Extended Data Fig. 1: PARIS is an antiphage toxin-antitoxin system.
From: Architecture and activation mechanism of the bacterial PARIS defence system
a, Schematic representation of the domains in the E. coli B185 AriA and AriB subunits, with predicted domain annotations. b, Multiple sequence alignment showing conservation of amino acid residues involved in ATP binding and catalysis in AriA and Rad50 homologues. The conserved residues involved in catalysis are indicated. c, ATPase activity of AriA and its conserved residue mutants. K39I: a Walker-A motif mutant designed to disrupt ATP binding. D392A: a Walker-B motif mutant designed to disrupt ATP binding. E393Q: a Walker-B motif mutant designed to disrupt ATPase activity. ATP hydrolysis is expressed as moles of ATP hydrolysed per minute per mole of AriA hexamer. Error bars represent the average and standard deviation of three measurements (n = 3; open circles). d, A representative plaque-forming unit assay, demonstrating T7 phage plaques on the E. coli MG1655 bacterial lawn carrying either an empty vector (EV), the PARIS system (AriA-AriB, as an operon), the ATPase mutant AriAE393Q (AriAEQ-AriB), or a putative nuclease-dead mutant AriBE90A (AriA-AriBE90A). T7 phage 10-fold dilutions are spotted as indicated with a gradient. e, f, Growth curve assays depicting the effects of AriB or AriA-AriB overexpression in E. coli MG1655 bacterial cells.

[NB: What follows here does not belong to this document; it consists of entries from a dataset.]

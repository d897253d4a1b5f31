pub mod api;
pub mod config;
pub mod entities;
pub mod infrastructure;
pub mod models;
pub mod services;
pub mod utils;

use crate::config::AppConfig;
use crate::services::intake::IntakeService;
use crate::services::payments::PaymentService;
use crate::services::review::ReviewService;
use crate::services::storage::DocumentStore;
use axum::{
    Router,
    middleware::from_fn_with_state,
    routing::{get, post},
};
use sea_orm::DatabaseConnection;
use std::sync::Arc;
use tower_http::cors::{Any, CorsLayer};
use utoipa::OpenApi;
use utoipa_swagger_ui::SwaggerUi;

#[derive(OpenApi)]
#[openapi(
    paths(
        api::handlers::health::health_check,
        api::handlers::auth::login,
        api::handlers::auth::logout,
        api::handlers::departments::list_departments,
        api::handlers::departments::list_teachers,
        api::handlers::applications::submit_application,
        api::handlers::applications::application_detail,
        api::handlers::applications::list_applications,
        api::handlers::applications::accept_applicant,
        api::handlers::applications::reject_applicant,
        api::handlers::applications::confirm_payment,
    ),
    components(
        schemas(
            api::handlers::health::HealthResponse,
            api::handlers::auth::AuthRequest,
            api::handlers::auth::AuthResponse,
            api::handlers::departments::DepartmentResponse,
            api::handlers::departments::TeacherResponse,
            api::handlers::applications::ApplicationSummary,
            api::notify::Notice,
            api::notify::NoticeLevel,
        )
    ),
    tags(
        (name = "applications", description = "Application intake and lookup"),
        (name = "review", description = "Staff review actions"),
        (name = "departments", description = "Department and teacher directory"),
        (name = "auth", description = "Staff authentication"),
        (name = "system", description = "Service health")
    )
)]
pub struct ApiDoc;

#[derive(Clone)]
pub struct AppState {
    pub db: DatabaseConnection,
    pub documents: Arc<dyn DocumentStore>,
    pub intake: Arc<IntakeService>,
    pub review: Arc<ReviewService>,
    pub payments: Arc<PaymentService>,
    pub config: AppConfig,
}

pub fn create_app(state: AppState) -> Router {
    Router::new()
        .merge(SwaggerUi::new("/swagger-ui").url("/api-docs/openapi.json", ApiDoc::openapi()))
        .route("/health", get(api::handlers::health::health_check))
        .route("/auth/login", post(api::handlers::auth::login))
        .route("/auth/logout", post(api::handlers::auth::logout))
        .route(
            "/departments",
            get(api::handlers::departments::list_departments),
        )
        .route("/teachers", get(api::handlers::departments::list_teachers))
        .route(
            "/apply",
            post(api::handlers::applications::submit_application).layer(
                axum::extract::DefaultBodyLimit::max(
                    // Three document slots plus form-field overhead
                    state.config.max_upload_size * 3 + 1024 * 1024,
                ),
            ),
        )
        .route(
            "/applications",
            get(api::handlers::applications::list_applications).layer(from_fn_with_state(
                state.clone(),
                api::middleware::auth::staff_middleware,
            )),
        )
        .route(
            "/applications/:id",
            get(api::handlers::applications::application_detail),
        )
        .route(
            "/applications/:id/pay",
            post(api::handlers::applications::confirm_payment),
        )
        .route(
            "/applications/:id/accept",
            post(api::handlers::applications::accept_applicant).layer(from_fn_with_state(
                state.clone(),
                api::middleware::auth::staff_middleware,
            )),
        )
        .route(
            "/applications/:id/reject",
            post(api::handlers::applications::reject_applicant).layer(from_fn_with_state(
                state.clone(),
                api::middleware::auth::staff_middleware,
            )),
        )
        .layer(
            CorsLayer::new()
                .allow_origin(Any)
                .allow_methods(Any)
                .allow_headers(Any),
        )
        .with_state(state)
}
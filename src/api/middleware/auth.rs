use crate::AppState;
use crate::entities::prelude::Users;
use crate::utils::auth::validate_jwt;
use axum::{
    extract::{Request, State},
    http::StatusCode,
    middleware::Next,
    response::{IntoResponse, Redirect, Response},
};
use sea_orm::EntityTrait;
use serde::Deserialize;

/// Authenticated staff member attached to the request by the gate below.
#[derive(Clone, Debug)]
pub struct CurrentUser {
    pub id: String,
    pub username: String,
}

#[derive(Deserialize)]
struct AuthQuery {
    token: Option<String>,
}

/// Staff gate for review endpoints. Anything short of an active staff
/// session is redirected to the login entry point instead of being
/// processed.
pub async fn staff_middleware(
    State(state): State<AppState>,
    mut req: Request,
    next: Next,
) -> Response {
    let auth_header = req
        .headers()
        .get("Authorization")
        .and_then(|h| h.to_str().ok())
        .and_then(|h| h.strip_prefix("Bearer "))
        .map(|s| s.to_string());

    let token = if let Some(t) = auth_header {
        Some(t)
    } else {
        // Try query parameter
        let query = req.uri().query().unwrap_or_default();
        serde_urlencoded::from_str::<AuthQuery>(query)
            .ok()
            .and_then(|q| q.token)
    };

    if let Some(token) = token {
        if let Ok(claims) = validate_jwt(&token, &state.config.jwt_secret) {
            let user = match Users::find_by_id(&claims.sub).one(&state.db).await {
                Ok(user) => user,
                Err(e) => {
                    tracing::error!("Staff lookup failed: {}", e);
                    return StatusCode::INTERNAL_SERVER_ERROR.into_response();
                }
            };

            if let Some(user) = user {
                if user.is_active && user.is_staff {
                    req.extensions_mut().insert(CurrentUser {
                        id: user.id,
                        username: user.username,
                    });
                    return next.run(req).await;
                }
            }
        }
    }

    Redirect::to("/auth/login").into_response()
}
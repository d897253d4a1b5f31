use sea_orm::entity::prelude::*;
use serde::{Deserialize, Serialize};

#[derive(Clone, Debug, PartialEq, DeriveEntityModel, Serialize, Deserialize)]
#[sea_orm(table_name = "teachers")]
pub struct Model {
    #[sea_orm(primary_key)]
    pub id: i32,
    pub department_id: Option<i32>,
    pub name: String,
    pub position: String,
    pub degrees: String,
    pub bio: String,
    pub email: String,
    pub phone: String,
}

#[derive(Copy, Clone, Debug, EnumIter, DeriveRelation)]
pub enum Relation {
    #[sea_orm(
        belongs_to = "super::departments::Entity",
        from = "Column::DepartmentId",
        to = "super::departments::Column::Id",
        on_update = "Cascade",
        on_delete = "SetNull"
    )]
    Departments,
}

impl Related<super::departments::Entity> for Entity {
    fn to() -> RelationDef {
        Relation::Departments.def()
    }
}

impl ActiveModelBehavior for ActiveModel {}
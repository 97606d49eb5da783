//! Character classification - single-pass breakdown of a password.
//!
//! Every code point lands in exactly one of five classes: uppercase,
//! lowercase, digit, special, or other. "Other" (whitespace, non-ASCII
//! letters, anything outside the special set) counts toward length only.

/// The fixed set of recognized special characters.
pub const SPECIAL_CHARS: &str = "!@#$%^&*()_+-=[]{};:\"\\|,.<>/?";

/// Per-class code point counts for a password.
#[derive(Debug, Clone, Copy, PartialEq, Eq, Default)]
pub struct CharacterBreakdown {
    pub uppercase: usize,
    pub lowercase: usize,
    pub digits: usize,
    pub special: usize,
    pub other: usize,
    /// Total length in Unicode code points.
    pub length: usize,
}

impl CharacterBreakdown {
    /// Classifies every code point of `password` in a single pass.
    pub fn of(password: &str) -> Self {
        let mut breakdown = CharacterBreakdown::default();
        for c in password.chars() {
            breakdown.length += 1;
            if c.is_ascii_uppercase() {
                breakdown.uppercase += 1;
            } else if c.is_ascii_lowercase() {
                breakdown.lowercase += 1;
            } else if c.is_ascii_digit() {
                breakdown.digits += 1;
            } else if SPECIAL_CHARS.contains(c) {
                breakdown.special += 1;
            } else {
                breakdown.other += 1;
            }
        }
        breakdown
    }

    pub fn has_uppercase(&self) -> bool {
        self.uppercase > 0
    }

    pub fn has_lowercase(&self) -> bool {
        self.lowercase > 0
    }

    pub fn has_digit(&self) -> bool {
        self.digits > 0
    }

    pub fn has_special(&self) -> bool {
        self.special > 0
    }

    /// Number of tracked classes (upper/lower/digit/special) present.
    pub fn class_count(&self) -> usize {
        [
            self.has_uppercase(),
            self.has_lowercase(),
            self.has_digit(),
            self.has_special(),
        ]
        .iter()
        .filter(|&&b| b)
        .count()
    }

    /// Names of the tracked classes absent from the password.
    pub fn missing_classes(&self) -> Vec<&'static str> {
        let mut missing = Vec::new();
        if !self.has_uppercase() {
            missing.push("uppercase letters");
        }
        if !self.has_lowercase() {
            missing.push("lowercase letters");
        }
        if !self.has_digit() {
            missing.push("digits");
        }
        if !self.has_special() {
            missing.push("special characters");
        }
        missing
    }
}
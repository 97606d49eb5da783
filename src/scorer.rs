//! Strength scorer - combines the section sub-scores into an overall score.

use secrecy::{ExposeSecret, SecretString};

use crate::breakdown::CharacterBreakdown;
use crate::config::ScorerConfig;
use crate::sections::{complexity_score, length_score, variety_score};
use crate::types::StrengthScore;

/// Scores a password's strength.
///
/// Any string scores, valid or not; the function is total over all
/// Unicode input including the empty string. The unrounded overall
/// score is used for category thresholding.
///
/// # Arguments
/// * `password` - The password to score
/// * `config` - Weights and category thresholds
pub fn score_password_strength(password: &SecretString, config: &ScorerConfig) -> StrengthScore {
    let pwd = password.expose_secret();
    let chars: Vec<char> = pwd.chars().collect();
    let breakdown = CharacterBreakdown::of(pwd);

    let length_score = length_score(breakdown.length);
    let variety_score = variety_score(&breakdown);
    let complexity_score = complexity_score(&chars, &breakdown);

    let overall_score = (config.weights.length * length_score
        + config.weights.variety * variety_score
        + config.weights.complexity * complexity_score)
        .clamp(0.0, 100.0);

    let category = config.thresholds.category_for(overall_score);

    #[cfg(feature = "tracing")]
    tracing::debug!(
        length = breakdown.length,
        category = %category,
        "password scored"
    );

    StrengthScore {
        length_score,
        variety_score,
        complexity_score,
        overall_score,
        category,
    }
}
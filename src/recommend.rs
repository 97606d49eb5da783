//! Recommendation derivation - targeted advice from validation and scoring.

use secrecy::{ExposeSecret, SecretString};

use crate::breakdown::CharacterBreakdown;
use crate::sections::{has_repeat_run, has_sequential_run};
use crate::types::{Category, StrengthScore, ValidationResult};

/// Derives ordered improvement advice from a validation result and a
/// strength score.
///
/// Failed-rule messages come first in rule order, then length, variety,
/// and complexity advice. Penalty messages never echo the offending
/// substring. A valid password with a Strong category gets a single
/// affirmative message and nothing else.
pub fn recommend_improvements(
    password: &SecretString,
    validation: &ValidationResult,
    score: &StrengthScore,
) -> Vec<String> {
    if validation.is_valid && score.category == Category::Strong {
        return vec!["Excellent password! No improvements needed.".to_string()];
    }

    let mut recommendations = validation.failures.clone();

    if score.length_score < 100.0 {
        recommendations.push("Consider using a longer password (17+ characters)".to_string());
    }

    if score.variety_score < 100.0 {
        let breakdown = CharacterBreakdown::of(password.expose_secret());
        let missing = breakdown.missing_classes();
        if !missing.is_empty() {
            recommendations.push(format!(
                "Add the missing character types: {}",
                missing.join(", ")
            ));
        }
    }

    if score.complexity_score < 100.0 {
        let chars: Vec<char> = password.expose_secret().chars().collect();
        if has_repeat_run(&chars) {
            recommendations.push(
                "Avoid repeating the same character three or more times in a row".to_string(),
            );
        }
        if has_sequential_run(&chars) {
            recommendations
                .push("Avoid ascending or descending character sequences".to_string());
        }
    }

    recommendations
}
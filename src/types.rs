//! Result value types produced by validation and scoring.
//!
//! All types here are plain values constructed fresh per evaluation call;
//! nothing is mutated after construction.

/// Strength category derived from the overall score.
///
/// The variants are ordered: `Weak < Medium < Strong`. Thresholds live in
/// [`CategoryThresholds`](crate::CategoryThresholds), not here.
#[derive(Debug, Clone, Copy, PartialEq, Eq, PartialOrd, Ord)]
pub enum Category {
    Weak,
    Medium,
    Strong,
}

impl std::fmt::Display for Category {
    fn fmt(&self, f: &mut std::fmt::Formatter<'_>) -> std::fmt::Result {
        match self {
            Category::Weak => write!(f, "Weak"),
            Category::Medium => write!(f, "Medium"),
            Category::Strong => write!(f, "Strong"),
        }
    }
}

/// Detailed strength score for a single password.
///
/// Sub-scores and the overall score are all in `[0, 100]`. The overall
/// score is kept unrounded so category thresholding never flaps at a
/// boundary from rounding.
#[derive(Debug, Clone, PartialEq)]
pub struct StrengthScore {
    pub length_score: f64,
    pub variety_score: f64,
    pub complexity_score: f64,
    pub overall_score: f64,
    pub category: Category,
}

impl StrengthScore {
    /// Overall score rounded to the nearest integer percent, for display.
    pub fn overall_percent(&self) -> u8 {
        self.overall_score.round() as u8
    }
}

/// Outcome of a single validation rule.
#[derive(Debug, Clone, PartialEq, Eq)]
pub struct RuleOutcome {
    pub name: &'static str,
    pub passed: bool,
}

/// Per-rule outcomes plus the aggregate verdict.
///
/// `outcomes` and `failures` both follow rule declaration order.
#[derive(Debug, Clone, PartialEq, Eq)]
pub struct ValidationResult {
    pub outcomes: Vec<RuleOutcome>,
    pub is_valid: bool,
    pub failures: Vec<String>,
}

impl ValidationResult {
    /// Looks up a rule outcome by name. Returns `None` for unknown rules.
    pub fn passed(&self, name: &str) -> Option<bool> {
        self.outcomes
            .iter()
            .find(|o| o.name == name)
            .map(|o| o.passed)
    }
}

#[cfg(test)]
mod tests {
    use super::*;

    #[test]
    fn test_category_ordering() {
        assert!(Category::Weak < Category::Medium);
        assert!(Category::Medium < Category::Strong);
    }

    #[test]
    fn test_overall_percent_rounds_to_nearest() {
        let score = StrengthScore {
            length_score: 0.0,
            variety_score: 0.0,
            complexity_score: 0.0,
            overall_score: 87.6,
            category: Category::Strong,
        };
        assert_eq!(score.overall_percent(), 88);
    }

    #[test]
    fn test_passed_lookup() {
        let result = ValidationResult {
            outcomes: vec![
                RuleOutcome { name: "min_length", passed: true },
                RuleOutcome { name: "has_upper", passed: false },
            ],
            is_valid: false,
            failures: vec!["Password must contain at least one uppercase letter".to_string()],
        };
        assert_eq!(result.passed("min_length"), Some(true));
        assert_eq!(result.passed("has_upper"), Some(false));
        assert_eq!(result.passed("no_such_rule"), None);
    }
}
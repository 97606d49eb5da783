//! Character variety section - credit per distinct character class present.

use crate::breakdown::CharacterBreakdown;

const POINTS_PER_CLASS: f64 = 25.0;

/// 25 points for each of uppercase, lowercase, digit, and special present
/// at least once. No partial credit for repeat occurrences of a class.
pub fn variety_score(breakdown: &CharacterBreakdown) -> f64 {
    breakdown.class_count() as f64 * POINTS_PER_CLASS
}
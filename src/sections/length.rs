//! Length section - step-function score over password length.

/// Scores password length in code points.
///
/// Piecewise, monotonic non-decreasing:
/// below 8 scores 0, 8-10 scores 30, 11-12 scores 60, 13-16 scores 80,
/// 17 and above scores 100.
pub fn length_score(length: usize) -> f64 {
    match length {
        0..=7 => 0.0,
        8..=10 => 30.0,
        11..=12 => 60.0,
        13..=16 => 80.0,
        _ => 100.0,
    }
}

#[cfg(test)]
mod tests {
    use super::*;

    #[test]
    fn test_length_score_breakpoints() {
        assert_eq!(length_score(7), 0.0);
        assert_eq!(length_score(8), 30.0);
        assert_eq!(length_score(10), 30.0);
        assert_eq!(length_score(11), 60.0);
        assert_eq!(length_score(12), 60.0);
        assert_eq!(length_score(13), 80.0);
        assert_eq!(length_score(16), 80.0);
        assert_eq!(length_score(17), 100.0);
    }

    #[test]
    fn test_length_score_empty() {
        assert_eq!(length_score(0), 0.0);
    }

    #[test]
    fn test_length_score_monotonic() {
        let mut previous = 0.0;
        for length in 0..64 {
            let score = length_score(length);
            assert!(score >= previous, "score decreased at length {}", length);
            previous = score;
        }
    }
}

The presence and absence of inducers, as well as their relative concentrations, are indicated above. Curves and error bars represent average ± standard deviation from three independent replicates (n = 3), and are representative of two independent trials. g, h, i, Schematic representations illustrating expression strategies and size exclusion chromatography coupled to multi-angle light scattering (SEC-MALS) analysis of AriA, AriA-AriBE90A, and AriA-AriBE90A + AriBE90A complexes. Blue lines depict protein concentration (dRI; change in refractive index from baseline), while orange lines indicate measured molecular mass in kDa. The theoretical molecular weights for each subunit and the inferred complexes are indicated within each SEC-MALS plot.